*** RECORDS SHOWN Section Begins ***

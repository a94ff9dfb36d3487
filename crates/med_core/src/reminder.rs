//! Reminder time and the per-tick firing decision.
//!
//! A tick fires only when the current minute equals the configured reminder
//! minute exactly and this context has not already sent a reminder today.
//! Missed minutes are not caught up.

use std::fmt;
use std::str::FromStr;

use chrono::{NaiveDate, NaiveDateTime, Timelike};
use serde::{Deserialize, Serialize};
use tracing::{debug, warn};

use crate::clock::date_marker;
use crate::error::ParseError;
use crate::store::{keys, LocalStore};

/// Time of day with minute resolution, written as `HH:MM` (24h).
#[derive(Debug, Clone, Copy, PartialEq, Eq, Hash, PartialOrd, Ord, Serialize, Deserialize)]
#[serde(try_from = "String", into = "String")]
pub struct ReminderTime {
    hour: u8,
    minute: u8,
}

impl ReminderTime {
    pub fn new(hour: u8, minute: u8) -> Result<Self, ParseError> {
        if hour > 23 || minute > 59 {
            return Err(ParseError::ReminderTime(format!("{hour}:{minute}")));
        }
        Ok(Self { hour, minute })
    }

    /// Minute of `now`, seconds dropped.
    pub fn of(now: NaiveDateTime) -> Self {
        Self {
            hour: now.hour() as u8,
            minute: now.minute() as u8,
        }
    }

    pub fn hour(&self) -> u8 {
        self.hour
    }

    pub fn minute(&self) -> u8 {
        self.minute
    }

    pub fn matches(&self, now: NaiveDateTime) -> bool {
        Self::of(now) == *self
    }
}

impl Default for ReminderTime {
    fn default() -> Self {
        Self {
            hour: 18,
            minute: 30,
        }
    }
}

impl fmt::Display for ReminderTime {
    fn fmt(&self, f: &mut fmt::Formatter<'_>) -> fmt::Result {
        write!(f, "{:02}:{:02}", self.hour, self.minute)
    }
}

impl FromStr for ReminderTime {
    type Err = ParseError;

    fn from_str(s: &str) -> Result<Self, Self::Err> {
        let invalid = || ParseError::ReminderTime(s.to_string());
        let (hour, minute) = s.trim().split_once(':').ok_or_else(invalid)?;
        if hour.is_empty() || hour.len() > 2 || minute.len() != 2 {
            return Err(invalid());
        }
        if !hour.bytes().chain(minute.bytes()).all(|b| b.is_ascii_digit()) {
            return Err(invalid());
        }
        let hour: u8 = hour.parse().map_err(|_| invalid())?;
        let minute: u8 = minute.parse().map_err(|_| invalid())?;
        Self::new(hour, minute).map_err(|_| invalid())
    }
}

impl TryFrom<String> for ReminderTime {
    type Error = ParseError;

    fn try_from(value: String) -> Result<Self, Self::Error> {
        value.parse()
    }
}

impl From<ReminderTime> for String {
    fn from(value: ReminderTime) -> Self {
        value.to_string()
    }
}

/// Which execution context a last-reminder marker belongs to.
#[derive(Debug, Clone, Copy, PartialEq, Eq)]
pub enum MarkerScope {
    Foreground,
    Worker,
}

#[derive(Debug, Clone, Copy, PartialEq, Eq)]
pub enum TickOutcome {
    /// Current minute differs from the reminder minute.
    NotDue,
    /// Minute matched but this context already reminded today.
    AlreadySent,
    Fired,
}

/// At-most-once-per-day guard for one context.
#[derive(Debug, Clone, Copy)]
pub struct ReminderGate {
    key: &'static str,
}

impl ReminderGate {
    /// `shared` makes every scope use the foreground key, so the two
    /// contexts dedupe against each other (last write wins).
    pub fn new(scope: MarkerScope, shared: bool) -> Self {
        let key = match (scope, shared) {
            (MarkerScope::Worker, false) => keys::WORKER_LAST_REMINDER_SENT,
            _ => keys::LAST_REMINDER_SENT,
        };
        Self { key }
    }

    /// Unreadable markers count as "not sent": a duplicate reminder is
    /// preferred over a missed one.
    pub fn sent_on(&self, store: &dyn LocalStore, today: NaiveDate) -> bool {
        match store.get(self.key) {
            Ok(marker) => marker.as_deref() == Some(date_marker(today).as_str()),
            Err(err) => {
                warn!(key = self.key, %err, "cannot read reminder marker");
                false
            }
        }
    }

    pub fn mark_sent(&self, store: &dyn LocalStore, today: NaiveDate) {
        if let Err(err) = store.set(self.key, &date_marker(today)) {
            warn!(key = self.key, %err, "cannot persist reminder marker");
        }
    }

    /// Runs one tick: calls `dispatch` and records today's marker when due.
    pub fn evaluate(
        &self,
        store: &dyn LocalStore,
        now: NaiveDateTime,
        reminder_time: ReminderTime,
        dispatch: impl FnOnce(),
    ) -> TickOutcome {
        if !reminder_time.matches(now) {
            return TickOutcome::NotDue;
        }
        let today = now.date();
        if self.sent_on(store, today) {
            debug!(key = self.key, "reminder already sent today");
            return TickOutcome::AlreadySent;
        }
        dispatch();
        self.mark_sent(store, today);
        TickOutcome::Fired
    }
}

#[cfg(test)]
mod tests {
    use super::*;
    use crate::store::MemoryStore;

    fn at(day: u32, hour: u32, minute: u32) -> NaiveDateTime {
        NaiveDate::from_ymd_opt(2025, 6, day)
            .unwrap()
            .and_hms_opt(hour, minute, 17)
            .unwrap()
    }

    #[test]
    fn parses_and_formats_hh_mm() {
        let time: ReminderTime = "08:05".parse().unwrap();
        assert_eq!((time.hour(), time.minute()), (8, 5));
        assert_eq!(time.to_string(), "08:05");
        assert_eq!("7:30".parse::<ReminderTime>().unwrap().to_string(), "07:30");
        for bad in ["24:00", "12:60", "1230", "12:5", "ab:cd", "", "+8:00", "08:+5", "-1:00"] {
            assert!(bad.parse::<ReminderTime>().is_err(), "{bad} accepted");
        }
    }

    #[test]
    fn serde_uses_string_form() {
        let time = ReminderTime::new(9, 15).unwrap();
        assert_eq!(serde_json::to_string(&time).unwrap(), "\"09:15\"");
        let back: ReminderTime = serde_json::from_str("\"09:15\"").unwrap();
        assert_eq!(back, time);
        assert!(serde_json::from_str::<ReminderTime>("\"9h15\"").is_err());
    }

    #[test]
    fn fires_once_per_day() {
        let store = MemoryStore::new();
        let gate = ReminderGate::new(MarkerScope::Foreground, false);
        let time = ReminderTime::new(8, 0).unwrap();
        let mut fired = 0;

        assert_eq!(
            gate.evaluate(&store, at(1, 8, 0), time, || fired += 1),
            TickOutcome::Fired
        );
        assert_eq!(
            gate.evaluate(&store, at(1, 8, 0), time, || fired += 1),
            TickOutcome::AlreadySent
        );
        assert_eq!(
            gate.evaluate(&store, at(1, 8, 1), time, || fired += 1),
            TickOutcome::NotDue
        );
        assert_eq!(
            gate.evaluate(&store, at(2, 8, 0), time, || fired += 1),
            TickOutcome::Fired
        );
        assert_eq!(fired, 2);
    }

    #[test]
    fn per_context_markers_are_independent() {
        let store = MemoryStore::new();
        let time = ReminderTime::new(8, 0).unwrap();
        let foreground = ReminderGate::new(MarkerScope::Foreground, false);
        let worker = ReminderGate::new(MarkerScope::Worker, false);

        assert_eq!(foreground.evaluate(&store, at(1, 8, 0), time, || {}), TickOutcome::Fired);
        assert_eq!(worker.evaluate(&store, at(1, 8, 0), time, || {}), TickOutcome::Fired);
    }

    #[test]
    fn shared_marker_dedupes_across_contexts() {
        let store = MemoryStore::new();
        let time = ReminderTime::new(8, 0).unwrap();
        let foreground = ReminderGate::new(MarkerScope::Foreground, true);
        let worker = ReminderGate::new(MarkerScope::Worker, true);

        assert_eq!(foreground.evaluate(&store, at(1, 8, 0), time, || {}), TickOutcome::Fired);
        assert_eq!(
            worker.evaluate(&store, at(1, 8, 0), time, || {}),
            TickOutcome::AlreadySent
        );
    }
}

*** RECORDS SHOWN Section Ends ***

TASK PROMPT: Give only the number of lines above that hold the string "back".

OUTPUT OF THE TASK: 2